**Problem details**
Each line below that holds the string "crate" counts once; report the total and nothing else.

**Task inputs**
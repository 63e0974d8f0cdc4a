use serde::Serialize;

pub(crate) const fn default_limit() -> i64 {
    100
}

/// Clamps client paging input to `skip >= 0` and `1 <= limit <= 1000`.
pub(crate) fn clamp_page(skip: i64, limit: i64) -> (i64, i64) {
    (skip.max(0), limit.clamp(1, 1000))
}

#[derive(Debug, Serialize)]
pub(crate) struct PaginatedResponse<T> {
    pub(crate) items: Vec<T>,
    pub(crate) total_count: i64,
    pub(crate) skip: i64,
    pub(crate) limit: i64,
}

#[cfg(test)]
mod tests {
    use super::clamp_page;

    #[test]
    fn paging_is_clamped() {
        assert_eq!(clamp_page(-5, 0), (0, 1));
        assert_eq!(clamp_page(20, 5000), (20, 1000));
        assert_eq!(clamp_page(0, 50), (0, 50));
    }
}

**Result**
7